Stato di conservazione: BUONO, cofanetti con segni del tempo, dorsi un po' sbiaditi con piccole abrasioni e tracce d'uso, interno leggermente ingiallimento ma privo di difetti. Collana: Piccola Biblioteca Adelphi. Prefazione di Lucia Drudi Demby. Nota introduttiva di John Middleton Murry. Traduzioni di Floriana Bossi, Cristina Campo, Giacomo Debenedetti, Marcella Hannau, Giulia Arborio Mella.
Opera completa in cinque volumi contenuti in due cofanetti.

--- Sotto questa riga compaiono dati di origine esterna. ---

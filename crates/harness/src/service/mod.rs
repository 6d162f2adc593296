//! Client side of the external testing service.
//!
//! [`TestingService`] is the seam between the controller and the wire:
//! [`http::HttpTestingService`] speaks the HTTP contract, tests substitute
//! in-memory implementations.

pub mod http;

use async_trait::async_trait;
use autotest_wire::{SessionOpened, TestingConfig, ValidationSubmission};

use crate::error::SessionFault;

/// An open session with the testing service.
#[derive(Debug, Clone, PartialEq, Eq)]
pub struct SessionHandle {
    pub session_id: String,
    /// Where every call of this session is sent.
    pub base_url: String,
    /// Bearer credential issued at session start.
    pub token: Option<String>,
    pub config: TestingConfig,
}

impl SessionHandle {
    /// Build a handle from the start-session reply; `default_base_url` is
    /// kept unless the service redirected the session elsewhere.
    pub fn from_opened(opened: SessionOpened, default_base_url: &str) -> Self {
        let base_url = opened
            .base_url
            .filter(|url| !url.is_empty())
            .unwrap_or_else(|| default_base_url.to_string());
        SessionHandle {
            session_id: opened.session_id,
            base_url: base_url.trim_end_matches('/').to_string(),
            token: opened.token.filter(|t| !t.is_empty()),
            config: opened.config,
        }
    }
}

/// The logical endpoints of the testing service.
#[async_trait]
pub trait TestingService: Send + Sync {
    /// Open a session for run `run_id`.
    async fn open_session(&self, run_id: &str) -> Result<SessionHandle, SessionFault>;

    /// Close `session`.
    async fn close_session(&self, session: &SessionHandle) -> Result<(), SessionFault>;

    /// Whether `(service, operation)` is in scope for this run.
    async fn is_api_enabled(
        &self,
        session: &SessionHandle,
        service: &str,
        operation: &str,
    ) -> Result<bool, SessionFault>;

    /// The raw JSON corpus for `(service, operation)`.
    async fn get_requests(
        &self,
        session: &SessionHandle,
        service: &str,
        operation: &str,
    ) -> Result<Vec<u8>, SessionFault>;

    /// Submit one dispatch outcome; returns the mismatch message, empty on success.
    async fn validate_result(
        &self,
        session: &SessionHandle,
        submission: &ValidationSubmission,
    ) -> Result<String, SessionFault>;
}
//! Session bookkeeping and recorded submissions.

use std::collections::HashMap;
use std::sync::atomic::{AtomicU64, Ordering};

use autotest_wire::ValidationSubmission;
use axum::http::{header, HeaderMap, StatusCode};
use tokio::sync::RwLock;

use crate::corpus::StubCorpus;

#[derive(Debug, Clone, PartialEq, Eq)]
pub(crate) struct Session {
    pub(crate) token: String,
    pub(crate) run_id: String,
    pub(crate) lang: String,
}

/// One validation call as the stub saw it.
#[derive(Debug, Clone, PartialEq)]
pub struct RecordedSubmission {
    pub session_id: String,
    pub submission: ValidationSubmission,
    /// The message the stub answered with; empty means accepted.
    pub message: String,
}

/// State shared by every handler.
pub struct StubState {
    pub(crate) corpus: StubCorpus,
    sessions: RwLock<HashMap<String, Session>>,
    next_session: AtomicU64,
    submissions: RwLock<Vec<RecordedSubmission>>,
    closed: RwLock<Vec<String>>,
}

impl StubState {
    pub fn new(corpus: StubCorpus) -> Self {
        StubState {
            corpus,
            sessions: RwLock::new(HashMap::new()),
            next_session: AtomicU64::new(1),
            submissions: RwLock::new(Vec::new()),
            closed: RwLock::new(Vec::new()),
        }
    }

    pub fn corpus(&self) -> &StubCorpus {
        &self.corpus
    }

    pub(crate) async fn open(&self, run_id: &str, lang: &str) -> (String, Session) {
        let n = self.next_session.fetch_add(1, Ordering::SeqCst);
        let session_id = format!("session-{}", n);
        let session = Session {
            token: format!("stub-token-{}", n),
            run_id: run_id.to_string(),
            lang: lang.to_string(),
        };
        self.sessions
            .write()
            .await
            .insert(session_id.clone(), session.clone());
        (session_id, session)
    }

    /// Check that `session_id` is open and `headers` carry its bearer token.
    pub(crate) async fn authorize(&self, session_id: &str, headers: &HeaderMap) -> Result<(), StatusCode> {
        let sessions = self.sessions.read().await;
        let session = sessions.get(session_id).ok_or(StatusCode::NOT_FOUND)?;
        let presented = headers
            .get(header::AUTHORIZATION)
            .and_then(|v| v.to_str().ok())
            .and_then(|v| v.strip_prefix("Bearer "));
        if presented == Some(session.token.as_str()) {
            Ok(())
        } else {
            Err(StatusCode::UNAUTHORIZED)
        }
    }

    pub(crate) async fn close(&self, session_id: &str) {
        if self.sessions.write().await.remove(session_id).is_some() {
            self.closed.write().await.push(session_id.to_string());
        }
    }

    pub(crate) async fn record(&self, session_id: &str, submission: ValidationSubmission, message: String) {
        self.submissions.write().await.push(RecordedSubmission {
            session_id: session_id.to_string(),
            submission,
            message,
        });
    }

    /// Every submission received so far, in arrival order.
    pub async fn submissions(&self) -> Vec<RecordedSubmission> {
        self.submissions.read().await.clone()
    }

    /// Ids of sessions that were opened and not yet closed.
    pub async fn open_sessions(&self) -> Vec<String> {
        let mut ids: Vec<String> = self.sessions.read().await.keys().cloned().collect();
        ids.sort();
        ids
    }

    /// Ids of sessions closed through `endSession`, in order.
    pub async fn closed_sessions(&self) -> Vec<String> {
        self.closed.read().await.clone()
    }
}
//! Pagination driver: runs a list operation page by page until the
//! service stops returning a next-page token.

use std::future::Future;

use crate::context::OperationContext;
use crate::error::DispatchFault;
use crate::sdk::{PaginatedRequest, PaginatedResponse};

/// Every page collected for one list request, in dispatch order, plus the
/// fault that stopped iteration early, if any.
#[derive(Debug, Clone, PartialEq)]
pub struct ListResponses<P> {
    pub responses: Vec<P>,
    pub fault: Option<DispatchFault>,
}

impl<P> ListResponses<P> {
    pub fn is_complete(&self) -> bool {
        self.fault.is_none()
    }
}

/// Drive `dispatch` over successive pages of `request`.
///
/// `request` is advanced in place: after each page that carries a
/// non-empty next-page token, its page cursor is set to that token. There
/// is no internal page cap; an endless chain is bounded by the runner's
/// per-operation timeout, which cancels `ctx`.
pub async fn generate_list_responses<R, P, F, Fut>(
    request: &mut R,
    ctx: &OperationContext,
    mut dispatch: F,
) -> ListResponses<P>
where
    R: PaginatedRequest,
    P: PaginatedResponse,
    F: FnMut(R) -> Fut,
    Fut: Future<Output = Result<P, DispatchFault>>,
{
    let mut responses = Vec::new();
    loop {
        if ctx.is_cancelled() {
            return ListResponses {
                responses,
                fault: Some(DispatchFault::Cancelled),
            };
        }
        let page = request.page().map(str::to_string);
        match ctx.guard(dispatch(request.clone())).await {
            Ok(response) => {
                let next = response
                    .next_page()
                    .filter(|token| !token.is_empty())
                    .map(str::to_string);
                responses.push(response);
                tracing::debug!(page = ?page, next = ?next, collected = responses.len(), "list page");
                match next {
                    Some(token) => request.set_page(Some(token)),
                    None => {
                        return ListResponses {
                            responses,
                            fault: None,
                        }
                    }
                }
            }
            Err(fault) => {
                tracing::debug!(page = ?page, collected = responses.len(), %fault, "list stopped on fault");
                return ListResponses {
                    responses,
                    fault: Some(fault),
                };
            }
        }
    }
}
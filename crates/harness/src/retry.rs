//! Retry policy provider.
//!
//! The engine never retries on its own. It attaches a [`RetryPolicy`] to a
//! request's metadata slot and the SDK transport consults it after a failed
//! attempt.

use std::sync::Arc;
use std::time::Duration;

use crate::sdk::OciRequest;

/// Status codes the test policy treats as transient.
pub const RETRYABLE_STATUSES: [u16; 5] = [429, 500, 502, 503, 504];

/// What the transport observed for one attempt.
#[derive(Debug, Clone, PartialEq, Eq)]
pub enum AttemptOutcome {
    /// The call completed with this HTTP status.
    Completed { status: u16 },
    /// No HTTP status was received (connection reset, timeout, ...).
    Transport,
}

/// A plain-value retry policy. Safe to share between concurrent requests.
#[derive(Debug, Clone, PartialEq, Eq)]
pub struct RetryPolicy {
    /// Total attempts including the first one.
    pub max_attempts: u32,
    pub initial_backoff: Duration,
    pub max_backoff: Duration,
    pub retryable_statuses: Vec<u16>,
}

impl RetryPolicy {
    /// Whether the transport should try again after attempt number `attempt`
    /// (1-based) ended with `outcome`.
    pub fn should_retry(&self, attempt: u32, outcome: &AttemptOutcome) -> bool {
        if attempt >= self.max_attempts {
            return false;
        }
        match outcome {
            AttemptOutcome::Completed { status } => self.retryable_statuses.contains(status),
            AttemptOutcome::Transport => true,
        }
    }

    /// Delay before the attempt following `attempt` (1-based): doubles from
    /// `initial_backoff`, capped at `max_backoff`.
    pub fn next_delay(&self, attempt: u32) -> Duration {
        let exponent = attempt.saturating_sub(1).min(31);
        let delay = self.initial_backoff.saturating_mul(1u32 << exponent);
        delay.min(self.max_backoff)
    }
}

/// A fresh policy for one request's attempt cycle.
///
/// Each call returns a new allocation so records never share a slot.
pub fn retry_policy_for_tests() -> Arc<RetryPolicy> {
    Arc::new(RetryPolicy {
        max_attempts: 5,
        initial_backoff: Duration::from_secs(1),
        max_backoff: Duration::from_secs(30),
        retryable_statuses: RETRYABLE_STATUSES.to_vec(),
    })
}

/// How an operation decides whether its requests carry a retry policy.
#[derive(Debug, Clone, Copy, Default, PartialEq, Eq)]
pub enum RetryAttachment {
    /// Attach only when the global with-retry flag is set.
    #[default]
    WhenEnabled,
    /// Attach regardless of the global flag.
    Always,
    /// Never attach; the SDK default (no retries) applies.
    Never,
}

impl RetryAttachment {
    /// The policy to attach for one record, if any.
    pub fn policy(self, with_retry: bool) -> Option<Arc<RetryPolicy>> {
        match self {
            RetryAttachment::Always => Some(retry_policy_for_tests()),
            RetryAttachment::WhenEnabled if with_retry => Some(retry_policy_for_tests()),
            RetryAttachment::WhenEnabled | RetryAttachment::Never => None,
        }
    }
}

/// Place `policy` in the request's metadata slot, replacing whatever was
/// there. Attaching the same policy twice leaves the same state.
pub fn attach_retry_policy<R: OciRequest>(request: &mut R, policy: Option<Arc<RetryPolicy>>) {
    request.request_metadata_mut().retry_policy = policy;
}
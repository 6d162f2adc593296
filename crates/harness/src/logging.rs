//! Log sink setup.
//!
//! Every component logs through the `tracing` macros. Installing a
//! subscriber is left to the process; [`init_logging`] is the default one
//! used by harness binaries.

use tracing_subscriber::EnvFilter;

/// Install a formatted `tracing` subscriber filtered by `filter`
/// (e.g. `"info"` or `"autotest_harness=debug"`).
///
/// Returns `false` when a global subscriber was already installed; the
/// existing one is kept.
pub fn init_logging(filter: &str) -> bool {
    let env_filter = EnvFilter::try_new(filter).unwrap_or_else(|_| EnvFilter::new("info"));
    tracing_subscriber::fmt()
        .with_env_filter(env_filter)
        .with_target(true)
        .with_writer(std::io::stderr)
        .try_init()
        .is_ok()
}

Agli inizi del secolo una giovanissima neozelandese, Katherine Mansfield, ancora un po’ sperduta in Inghilterra, e provvista solo di «quel tragico ottimismo che troppo spesso è l’unica ricchezza della gioventù» cominciò a scrivere storie comuni di donne (e di uomini) comuni - continuando febbrilmente sino alla morte, che l’avrebbe raggiunta, trentaquattrenne, nel 1923. Letti con l’occhio di oggi, i racconti della Mansfield ci appaiono come una di quelle grandi e inesauribili scoperte che in pochi anni mutarono la fisionomia della letteratura: come il primo Joyce, i romanzi di D.H. Lawrence, la scrittura della Woolf - tre scrittori con cui la Mansfield fu in rapporto, oscillando fra l’ammirazione e l’ostilità. Condivideva con loro la testarda volontà di porre un’esigenza assoluta alla letteratura, ma ancor più di loro la Mansfield era esposta alle correnti infide, alle maligne unghiate della vita, che continuava ad apparirle «sotto le spoglie di una cenciaiola da film americano». E forse proprio per questo la Mansfield ha saputo far parlare nei suoi racconti, più di ogni altro scrittore moderno, la precarietà: come spasimo, fitta, angoscia fulminea, e insieme come meraviglia, ingiustificata estasi, pura percezione. La psicologia qui non ha bisogno di essere dichiarata, ma è assorbita nell’immagine guizzante, nella pulsazione dell’attimo. E la felicità improvvisa, come l’infelicità sorda, sparse in ogni momento e in ogni vita, rare volte ci sono venute incontro con tale intensità, eppure sottovoce, come in queste pagine della Mansfield, «grande abbastanza da dire quello che tutti sentiamo e non diciamo».